Es sei jeweils im zugelassenen Anwendungsgebiet eingesetzt worden. Zahlreiche
Studien belegten die Wirksamkeit und Unbedenklichkeit des Medikaments beim
primären Mammakarzinom. Somit seien die Verordnungen nicht unwirtschaftlich
gewesen. Der Beklagte wies die Widersprüche mit Beschlüssen vom 13.08.2004 bzw.
19.01.2005 zurück. Mit der Ablehnung der Verlängerung der Zulassung sei Wobe
Mugos E nicht mehr verkehrsfähig und dürfe im Rahmen der vertragsärztlichen
Versorgung nicht mehr verordnet werden. Das Einlegen von Rechtsmitteln gegen den
ablehnenden Bescheid des BfArM und die daraus folgende aufschiebende Wirkung der
Klage bewirke keine sozialrechtliche Verordnungsfähigkeit. In der
Ablehnungsentscheidung des BfArM spiegelten sich Zweifel an der Unbedenklichkeit
und/oder einem ausreichenden Beleg der therapeutischen Wirksamkeit wider. Insoweit
könne bei Versagung eines Nachzulassungsantrages eine fiktive Zulassung nicht
ausreichen, um die Verordnungsfähigkeit in der gesetzlichen Krankenversicherung zu
begründen.
Der Kläger hat gegen beide Beschlüsse fristgerecht Klage erhoben, die das
Sozialgericht mit Beschluss vom 15.08.2005 zur gemeinsamen Verhandlung und
Entscheidung verbunden hat. Während des erstinstanzlichen Verfahrens hat das
Bundessozialgericht (BSG) mit Urteil vom 27.09.2005 (SozR 4-2500 § 31 Nr. 3)
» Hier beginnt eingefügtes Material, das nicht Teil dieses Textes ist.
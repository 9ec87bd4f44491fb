//! Overlay window and monitoring-service control.

use perfmon_platform::{OverlayManagerRef, PerformanceMonitorModuleRef};
use serde::{Deserialize, Serialize};
use std::sync::atomic::{AtomicBool, Ordering};

/// What the service believes the native side is doing.
#[derive(Debug, Clone, Copy, PartialEq, Eq, Default, Serialize, Deserialize)]
#[serde(rename_all = "camelCase")]
pub struct OverlayStatus {
    pub visible: bool,
    pub service_running: bool,
}

/// Forwards overlay and background-service commands to the native modules.
///
/// A missing module is not an error: the command is logged and skipped, so
/// the coordinator keeps working on hosts without the native side.
pub struct OverlayService {
    overlay: Option<OverlayManagerRef>,
    monitor: Option<PerformanceMonitorModuleRef>,
    visible: AtomicBool,
    service_running: AtomicBool,
}

impl OverlayService {
    pub fn new(overlay: Option<OverlayManagerRef>, monitor: Option<PerformanceMonitorModuleRef>) -> Self {
        if overlay.is_none() {
            tracing::warn!("OverlayManager native module not available, overlay commands will be ignored");
        }
        if monitor.is_none() {
            tracing::warn!("PerformanceMonitorModule not available, service commands will be ignored");
        }
        Self {
            overlay,
            monitor,
            visible: AtomicBool::new(false),
            service_running: AtomicBool::new(false),
        }
    }

    pub fn status(&self) -> OverlayStatus {
        OverlayStatus {
            visible: self.visible.load(Ordering::SeqCst),
            service_running: self.service_running.load(Ordering::SeqCst),
        }
    }

    /// Show the overlay window if hidden, hide it if shown.
    ///
    /// Permission checks are the caller's job.
    pub async fn toggle(&self) -> OverlayStatus {
        let Some(overlay) = &self.overlay else {
            tracing::warn!("OverlayManager not available, toggle ignored");
            return self.status();
        };

        match overlay.toggle_overlay().await {
            Ok(()) => {
                let was_visible = self.visible.fetch_xor(true, Ordering::SeqCst);
                tracing::info!(visible = !was_visible, "overlay toggled");
            }
            Err(e) => {
                tracing::error!(error = %e, "Error toggling overlay");
            }
        }
        self.status()
    }

    /// Start the native background monitoring service.
    pub async fn start_monitoring_service(&self) -> OverlayStatus {
        let Some(monitor) = &self.monitor else {
            tracing::warn!("PerformanceMonitorModule not available, start ignored");
            return self.status();
        };

        if self.service_running.swap(true, Ordering::SeqCst) {
            tracing::debug!("monitoring service already running");
            return self.status();
        }

        match monitor.start_service().await {
            Ok(()) => tracing::info!("Performance monitoring service started"),
            Err(e) => {
                tracing::error!(error = %e, "Error starting monitoring service");
                self.service_running.store(false, Ordering::SeqCst);
            }
        }
        self.status()
    }

    /// Stop the native background monitoring service.
    pub async fn stop_monitoring_service(&self) -> OverlayStatus {
        let Some(monitor) = &self.monitor else {
            tracing::warn!("PerformanceMonitorModule not available, stop ignored");
            return self.status();
        };

        if !self.service_running.swap(false, Ordering::SeqCst) {
            tracing::debug!("monitoring service not running");
            return self.status();
        }

        match monitor.stop_service().await {
            Ok(()) => tracing::info!("Performance monitoring service stopped"),
            Err(e) => {
                // Still running as far as we know.
                tracing::error!(error = %e, "Error stopping monitoring service");
                self.service_running.store(true, Ordering::SeqCst);
            }
        }
        self.status()
    }
}

impl std::fmt::Debug for OverlayService {
    fn fmt(&self, f: &mut std::fmt::Formatter<'_>) -> std::fmt::Result {
        f.debug_struct("OverlayService")
            .field("status", &self.status())
            .field("has_overlay_manager", &self.overlay.is_some())
            .field("has_monitor_module", &self.monitor.is_some())
            .finish()
    }
}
entschieden, dass zwar Wobe Mugos E auf Grund der aufschiebenden Wirkung der
verwaltungsgerichtlichen Klage arzneimittelrechtlich verkehrsfähig gewesen sei, diese
auf der bloßen Inanspruchnahme einer verfahrensrechtlichen Position beruhende
Verkehrsfähigkeit aber nicht ausreiche, um die Leistungspflicht innerhalb der GKV zu
begründen, weil es an der positiven Bewertung von Qualität und Wirksamkeit des
Arzneimittels fehle.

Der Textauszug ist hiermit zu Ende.